Angiospermas de uma Floresta Periurbana Estacional Semidecidual em um campus universitário no Leste Potiguar
Checklist florístico, Herbário virtual, Biodiversidade, Taxonomia, Mata Atlântica.
Este trabalho teve como objetivo caracterizar a flora de angiospermas da Escola Agrícola de Jundiaí (EAJ/UFRN), no município de Macaíba (RN), por meio da elaboração de um checklist florístico baseado em coletas em campo e compilação de registros de herbário e da análise da composição, distribuição e diversidade das espécies em diferentes subáreas do campus. Os dados foram obtidos a partir de consultas a plataformas de herbários e submetidos à curadoria taxonômica, incluindo padronização nomenclatural e remoção de duplicatas. Foram registradas 321 espécies, distribuídas em 226 gêneros e 88 famílias para a EAJ, com ocorrência nas subáreas Geral (175 espécies), Mata do Bebo (121) e Mata do Olho d’Água (67). As famílias mais representativas foram Fabaceae, Myrtaceae, Rubiaceae, Asteraceae, Malvaceae e Poaceae, enquanto os gêneros com maior número de registros foram Myrcia, Eugenia, Psidium, Utricularia e Erythroxylum.
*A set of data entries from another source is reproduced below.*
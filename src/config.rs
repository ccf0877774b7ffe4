//! Runner configuration.

use std::env;

use crate::error::{Error, Result};

/// Worker count used when nothing else is configured.
pub const DEFAULT_WORKERS: usize = 4;

/// Environment variable overriding [`RunConfig::workers`].
pub const WORKERS_ENV: &str = "MATMUL_WORKERS";
/// Environment variable enabling [`RunConfig::strict`] (`1`/`true`/`yes`).
pub const STRICT_ENV: &str = "MATMUL_STRICT";

/// Settings for one parallel multiplication.
#[derive(Debug, Clone, Copy, PartialEq, Eq)]
pub struct RunConfig {
    /// Number of worker threads spawned, independent of the matrix shape.
    pub workers: usize,
    /// Reject plans that leave cells uncovered or contested instead of
    /// logging a warning and running them.
    pub strict: bool,
}

impl Default for RunConfig {
    fn default() -> Self {
        RunConfig {
            workers: DEFAULT_WORKERS,
            strict: false,
        }
    }
}

impl RunConfig {
    pub fn with_workers(workers: usize) -> Self {
        RunConfig {
            workers,
            ..RunConfig::default()
        }
    }

    /// Defaults overridden by `MATMUL_WORKERS` and `MATMUL_STRICT`.
    pub fn from_env() -> Result<Self> {
        Self::from_lookup(|key| env::var(key).ok())
    }

    fn from_lookup(lookup: impl Fn(&str) -> Option<String>) -> Result<Self> {
        let mut config = RunConfig::default();

        if let Some(value) = lookup(WORKERS_ENV) {
            config.workers = value.trim().parse().map_err(|_| Error::InvalidEnv {
                var: WORKERS_ENV,
                value: value.clone(),
            })?;
        }

        if let Some(value) = lookup(STRICT_ENV) {
            config.strict = match value.trim().to_ascii_lowercase().as_str() {
                "1" | "true" | "yes" | "on" => true,
                "0" | "false" | "no" | "off" | "" => false,
                _ => {
                    return Err(Error::InvalidEnv {
                        var: STRICT_ENV,
                        value,
                    });
                }
            };
        }

        Ok(config)
    }

    /// Rejects a zero worker count.
    pub fn validate(&self) -> Result<()> {
        if self.workers == 0 {
            return Err(Error::InvalidWorkerCount(self.workers));
        }
        Ok(())
    }
}
//! Interactive benchmark: single-threaded vs row, column and block-wise
//! threaded multiplication.

use std::collections::VecDeque;
use std::env;
use std::error::Error;
use std::io::{self, BufRead, Write};
use std::path::PathBuf;
use std::process;

use matmul_strategies::harness;
use matmul_strategies::{Matrix, RunConfig, Strategy};
use tracing_subscriber::EnvFilter;

#[derive(Clone, Copy, PartialEq, Eq)]
enum Source {
    File,
    Random,
}

struct Config {
    run: RunConfig,
    dims: Option<[usize; 4]>,
    source: Option<Source>,
    a_path: PathBuf,
    b_path: PathBuf,
    seed: Option<u64>,
    strategies: Vec<Strategy>,
    quiet: bool,
}

fn main() -> Result<(), Box<dyn Error>> {
    let filter = EnvFilter::try_from_default_env().unwrap_or_else(|_| EnvFilter::new("warn"));
    tracing_subscriber::fmt()
        .with_env_filter(filter)
        .with_writer(io::stderr)
        .init();

    let config = match parse_args(env::args().skip(1)) {
        Ok(config) => config,
        Err(err) => {
            eprintln!("error: {err}");
            print_usage(&program_name());
            process::exit(2);
        }
    };

    let stdin = io::stdin();
    let mut prompt = Prompt::new(stdin.lock());
    run(config, &mut prompt)
}

fn run<R: BufRead>(config: Config, prompt: &mut Prompt<R>) -> Result<(), Box<dyn Error>> {
    let [m, n1, m2, p] = match config.dims {
        Some(dims) => dims,
        None => [
            prompt.ask_usize("Enter the number of rows of matrix A: ")?,
            prompt.ask_usize("Enter the number of columns of matrix A: ")?,
            prompt.ask_usize("Enter the number of rows of matrix B: ")?,
            prompt.ask_usize("Enter the number of columns of matrix B: ")?,
        ],
    };

    if n1 != m2 {
        return Err(matmul_strategies::Error::ShapeMismatch {
            a_rows: m,
            a_cols: n1,
            b_rows: m2,
            b_cols: p,
        }
        .into());
    }
    let n = n1;

    // Reject unaddressable shapes before anything is read or allocated
    let mut c = Matrix::try_zeros(m, p)?;
    Matrix::checked_len(m, n)?;
    Matrix::checked_len(n, p)?;

    let source = match config.source {
        Some(source) => source,
        None => prompt.ask_source()?,
    };

    let (a, b) = match source {
        Source::File => (
            Matrix::from_file(&config.a_path, m, n)?,
            Matrix::from_file(&config.b_path, n, p)?,
        ),
        Source::Random => match config.seed {
            Some(seed) => (
                Matrix::random_seeded(m, n, seed),
                Matrix::random_seeded(n, p, seed.rotate_left(17)),
            ),
            None => {
                let mut rng = rand::thread_rng();
                (Matrix::random(m, n, &mut rng), Matrix::random(n, p, &mut rng))
            }
        },
    };

    if !config.quiet {
        println!("\nMatrix A:\n{a}");
        println!("Matrix B:\n{b}");
    }

    let timings = harness::run_all(&a, &b, &mut c, &config.strategies, &config.run)?;

    // The single-threaded run goes first, so cells a later strategy skips
    // still hold the product.
    if !config.quiet {
        println!("Matrix C:\n{c}");
    }

    println!("{} worker threads", config.run.workers);
    print!("{}", harness::format_report(&timings));

    for t in timings.iter().filter(|t| !t.coverage.is_exact()) {
        println!(
            "note: {} left {} cells uncovered and {} contested",
            t.method, t.coverage.uncovered, t.coverage.contested
        );
    }

    Ok(())
}

/// Whitespace-separated tokens read from an interactive input.
struct Prompt<R> {
    input: R,
    tokens: VecDeque<String>,
}

impl<R: BufRead> Prompt<R> {
    fn new(input: R) -> Self {
        Prompt {
            input,
            tokens: VecDeque::new(),
        }
    }

    fn next_token(&mut self) -> io::Result<Option<String>> {
        while self.tokens.is_empty() {
            let mut line = String::new();
            if self.input.read_line(&mut line)? == 0 {
                return Ok(None);
            }
            self.tokens.extend(line.split_whitespace().map(str::to_string));
        }
        Ok(self.tokens.pop_front())
    }

    fn ask(&mut self, question: &str) -> Result<String, Box<dyn Error>> {
        print!("{question}");
        io::stdout().flush()?;
        self.next_token()?.ok_or_else(|| "unexpected end of input".into())
    }

    fn ask_usize(&mut self, question: &str) -> Result<usize, Box<dyn Error>> {
        let token = self.ask(question)?;
        token
            .parse()
            .map_err(|_| format!("expected a non-negative integer, got {token:?}").into())
    }

    fn ask_source(&mut self) -> Result<Source, Box<dyn Error>> {
        println!("Select one of the following options");
        println!("  1.Fill the matrix with the values given in a file");
        println!("  2.Fill the matrix with random values\n");
        let mut token = self.ask(" Enter your choice: ")?;
        loop {
            match token.as_str() {
                "1" => return Ok(Source::File),
                "2" => return Ok(Source::Random),
                _ => {}
            }
            token = self.ask(" Please enter a valid input...")?;
        }
    }
}

fn parse_args(args: impl IntoIterator<Item = String>) -> Result<Config, String> {
    let mut args = args.into_iter();

    let mut run = RunConfig::from_env().map_err(|err| err.to_string())?;
    let mut dims = None;
    let mut source = None;
    let mut a_path = PathBuf::from("A.txt");
    let mut b_path = PathBuf::from("B.txt");
    let mut seed = None;
    let mut strategies = Vec::new();
    let mut grid = false;
    let mut quiet = false;

    while let Some(arg) = args.next() {
        match arg.as_str() {
            "--workers" => {
                let value = args.next().ok_or("--workers requires a value")?;
                run.workers = parse_usize(&value, "--workers")?;
            }
            "--strict" => run.strict = true,
            "--dims" => {
                let mut parsed = [0; 4];
                for slot in &mut parsed {
                    let value = args.next().ok_or("--dims requires four values")?;
                    *slot = parse_usize(&value, "--dims")?;
                }
                dims = Some(parsed);
            }
            "--source" => {
                let value = args.next().ok_or("--source requires a value")?;
                source = Some(match value.as_str() {
                    "file" => Source::File,
                    "random" => Source::Random,
                    _ => return Err(format!("unknown source: {value}")),
                });
            }
            "--a" => a_path = args.next().ok_or("--a requires a path")?.into(),
            "--b" => b_path = args.next().ok_or("--b requires a path")?.into(),
            "--seed" => {
                let value = args.next().ok_or("--seed requires a value")?;
                seed = Some(
                    value
                        .parse()
                        .map_err(|_| format!("--seed: invalid value {value}"))?,
                );
            }
            "--strategy" => {
                let value = args.next().ok_or("--strategy requires a value")?;
                let strategy = value.parse::<Strategy>()?;
                if !strategies.contains(&strategy) {
                    strategies.push(strategy);
                }
            }
            "--grid" => grid = true,
            "--quiet" => quiet = true,
            "-h" | "--help" => {
                print_usage(&program_name());
                process::exit(0);
            }
            _ => return Err(format!("unknown argument: {arg}")),
        }
    }

    if run.workers == 0 {
        return Err("--workers must be at least 1".to_string());
    }
    if strategies.is_empty() {
        strategies = Strategy::COMPARED.to_vec();
    }
    if grid && !strategies.contains(&Strategy::Grid) {
        strategies.push(Strategy::Grid);
    }

    Ok(Config {
        run,
        dims,
        source,
        a_path,
        b_path,
        seed,
        strategies,
        quiet,
    })
}

fn parse_usize(value: &str, flag: &str) -> Result<usize, String> {
    value
        .parse()
        .map_err(|_| format!("{flag}: invalid value {value}"))
}

fn program_name() -> String {
    env::args()
        .next()
        .unwrap_or_else(|| "matmul-strategies".to_string())
}

fn print_usage(program: &str) {
    eprintln!(
        "\
Usage:
  {program} [--workers N] [--strict] [--dims M N1 M2 P] [--source file|random]
            [--a PATH] [--b PATH] [--seed N] [--strategy NAME]... [--grid] [--quiet]

Without --dims and --source the dimensions and data source are prompted for.

Options:
  --workers N        Worker threads per strategy (default: 4, env MATMUL_WORKERS)
  --strict           Fail when a strategy's partitions do not tile C (env MATMUL_STRICT)
  --dims M N1 M2 P   A is M x N1, B is M2 x P
  --source SRC       'file' reads --a/--b, 'random' fills with 0..9
  --a PATH           File for matrix A (default: A.txt)
  --b PATH           File for matrix B (default: B.txt)
  --seed N           Seed for random matrices
  --strategy NAME    Time only the named strategies: row, column, block, grid
                     (repeatable; default: row, column and block)
  --grid             Also time the corrected grid tiling
  --quiet            Do not print the matrices

Logging is controlled with RUST_LOG (default: warn).
"
    );
}
//! Spawn-and-join runner for one parallel multiplication.

use std::thread;

use tracing::{debug, warn};

use super::task::{WorkerTask, carve};
use crate::config::RunConfig;
use crate::error::{Error, Result};
use crate::matrix::Matrix;
use crate::partition::{Coverage, Plan, Strategy};

/// Checks `A.cols == B.rows` and that C is `A.rows × B.cols`.
pub(crate) fn check_shapes(a: &Matrix, b: &Matrix, c: &Matrix) -> Result<()> {
    if a.cols() != b.rows() {
        return Err(Error::ShapeMismatch {
            a_rows: a.rows(),
            a_cols: a.cols(),
            b_rows: b.rows(),
            b_cols: b.cols(),
        });
    }
    let expected = (a.rows(), b.cols());
    if c.shape() != expected {
        return Err(Error::OutputShape {
            expected,
            got: c.shape(),
        });
    }
    Ok(())
}

/// Computes C = A × B with `config.workers` threads partitioned by
/// `strategy`.
///
/// Exactly `config.workers` scoped threads are spawned, including those
/// whose partition is empty, and all are joined before returning. The
/// returned [`Coverage`] reports cells no worker computed; those keep the
/// value C held on entry.
///
/// Cells claimed by several workers are computed once, by the lowest-index
/// claimant. In strict mode any plan that is not an exact tiling is
/// rejected before a thread is spawned.
///
/// # Errors
///
/// - [`Error::ShapeMismatch`] / [`Error::OutputShape`] for incompatible shapes
/// - [`Error::InvalidWorkerCount`] when `config.workers == 0`
/// - [`Error::PartitionOverlapHazard`] in strict mode
/// - [`Error::WorkerPanicked`] if a worker thread panicked
pub fn run(
    a: &Matrix,
    b: &Matrix,
    c: &mut Matrix,
    strategy: Strategy,
    config: &RunConfig,
) -> Result<Coverage> {
    check_shapes(a, b, c)?;
    config.validate()?;

    let (m, p) = c.shape();
    let plan = Plan::new(strategy, config.workers, m, p);
    let (tasks, coverage) = carve(&plan, a, b, c);
    debug_assert!(!strategy.is_exact() || coverage.is_exact());

    if !coverage.is_exact() {
        if config.strict {
            return Err(Error::PartitionOverlapHazard {
                strategy,
                uncovered: coverage.uncovered,
                contested: coverage.contested,
            });
        }
        warn!(
            %strategy,
            workers = config.workers,
            m,
            p,
            uncovered = coverage.uncovered,
            contested = coverage.contested,
            "partitions do not tile the output; uncovered cells keep their previous value"
        );
    }

    dispatch(tasks)?;
    Ok(coverage)
}

/// Runs every task on its own scoped thread and joins all of them, even
/// after one has panicked. The lowest-index panicking worker is reported.
fn dispatch(tasks: Vec<WorkerTask<'_, '_>>) -> Result<()> {
    let failed = thread::scope(|s| {
        let handles: Vec<_> = tasks
            .into_iter()
            .map(|task| {
                debug!(
                    worker = task.index,
                    partition = %task.partition,
                    cells = task.cell_count(),
                    "dispatching worker"
                );
                s.spawn(move || task.run())
            })
            .collect();

        let mut failed = None;
        for (index, handle) in handles.into_iter().enumerate() {
            if handle.join().is_err() && failed.is_none() {
                failed = Some(index);
            }
        }
        failed
    });

    match failed {
        Some(index) => Err(Error::WorkerPanicked(index)),
        None => Ok(()),
    }
}

#[cfg(test)]
mod tests {
    use super::*;

    fn sample() -> (Matrix, Matrix) {
        let a = Matrix::from_rows(vec![vec![1, 2], vec![3, 4]]).unwrap();
        let b = Matrix::from_rows(vec![vec![5, 6], vec![7, 8]]).unwrap();
        (a, b)
    }

    #[test]
    fn test_row_and_column_two_by_two() {
        let (a, b) = sample();
        for strategy in [Strategy::Row, Strategy::Column] {
            for workers in 1..=4 {
                let mut c = Matrix::zeros(2, 2);
                let coverage = run(&a, &b, &mut c, strategy, &RunConfig::with_workers(workers))
                    .unwrap();
                assert!(coverage.is_exact());
                assert_eq!(c.to_rows(), vec![vec![19, 22], vec![43, 50]]);
            }
        }
    }

    #[test]
    fn test_zero_workers_rejected() {
        let (a, b) = sample();
        let mut c = Matrix::zeros(2, 2);
        let err = run(&a, &b, &mut c, Strategy::Row, &RunConfig::with_workers(0)).unwrap_err();
        assert!(matches!(err, Error::InvalidWorkerCount(0)));
    }

    #[test]
    fn test_output_shape_checked() {
        let (a, b) = sample();
        let mut c = Matrix::zeros(3, 2);
        let err = run(&a, &b, &mut c, Strategy::Row, &RunConfig::default()).unwrap_err();
        assert!(matches!(
            err,
            Error::OutputShape {
                expected: (2, 2),
                got: (3, 2)
            }
        ));
    }

    #[test]
    fn test_block_holes_keep_previous_values() {
        let a = Matrix::random_seeded(4, 3, 7);
        let b = Matrix::random_seeded(3, 4, 8);
        let mut c = Matrix::zeros(4, 4);
        c.fill(-1);

        let coverage = run(&a, &b, &mut c, Strategy::Block, &RunConfig::with_workers(4)).unwrap();
        assert_eq!(coverage.uncovered, 12);
        for i in 0..4 {
            assert_eq!(c.get(i, 0), crate::kernels::dot(&a, &b, i, 0));
            for j in 1..4 {
                assert_eq!(c.get(i, j), -1);
            }
        }
    }

    #[test]
    fn test_strict_rejects_before_writing() {
        let (a, b) = sample();
        let mut c = Matrix::zeros(2, 2);
        c.fill(5);
        let config = RunConfig {
            workers: 2,
            strict: true,
        };
        let err = run(&a, &b, &mut c, Strategy::Block, &config).unwrap_err();
        assert!(matches!(
            err,
            Error::PartitionOverlapHazard {
                strategy: Strategy::Block,
                uncovered: 2,
                contested: 0
            }
        ));
        assert!(c.as_slice().iter().all(|&v| v == 5));
    }

    #[test]
    fn test_strict_allows_exact_plans() {
        let (a, b) = sample();
        let mut c = Matrix::zeros(2, 2);
        let config = RunConfig {
            workers: 4,
            strict: true,
        };
        assert!(run(&a, &b, &mut c, Strategy::Block, &config).is_ok());
        assert_eq!(c.to_rows(), vec![vec![19, 22], vec![43, 50]]);
    }

    #[test]
    fn test_panicking_worker_is_reported() {
        // B is one column narrower than the plan expects, so only the
        // worker owning column 1 indexes past its end.
        let a = Matrix::from_rows(vec![vec![1], vec![2]]).unwrap();
        let b = Matrix::from_rows(vec![vec![3]]).unwrap();
        let mut c = Matrix::zeros(2, 2);
        c.fill(-1);

        let plan = Plan::new(Strategy::Column, 2, 2, 2);
        let (tasks, _) = carve(&plan, &a, &b, &mut c);
        let err = dispatch(tasks).unwrap_err();
        assert!(matches!(err, Error::WorkerPanicked(1)));

        // The healthy worker still ran to completion
        assert_eq!(c.to_rows(), vec![vec![3, -1], vec![6, -1]]);
    }
}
As espécies mais frequentes incluíram Myrcia multiflora, Psidium schenckianum, Psidium oligospermum, Erythroxylum simonis e Myrcia guianensis. A distribuição das espécies evidenciou elevada proporção de exclusividade, com 279 espécies (86,9%) ocorrendo em apenas uma subárea, e apenas 42 espécies (13,1%) compartilhadas entre duas ou mais áreas. A subárea Geral apresentou o maior número de espécies exclusivas (134), seguida pela Mata do Bebo (90) e Mata do Olho d’Água (55). Os índices de similaridade de Jaccard indicaram baixa similaridade florística entre as subáreas, com valores variando de 0,052 a 0,117. Os índices de diversidade apontaram elevada diversidade nas áreas analisadas, com diferenças na distribuição de abundância das espécies. Foram identificadas 35 novas ocorrências para o estado, obtidas a partir deste levantamento Os resultados demonstram que a organização da flora está associada à heterogeneidade ambiental e ao contexto da paisagem. Conclui-se que a estrutura florística da EAJ é influenciada pela variação de condições ambientais locais e pelo grau de modificação da paisagem, afetando a distribuição das espécies e a organização dos fragmentos vegetacionais.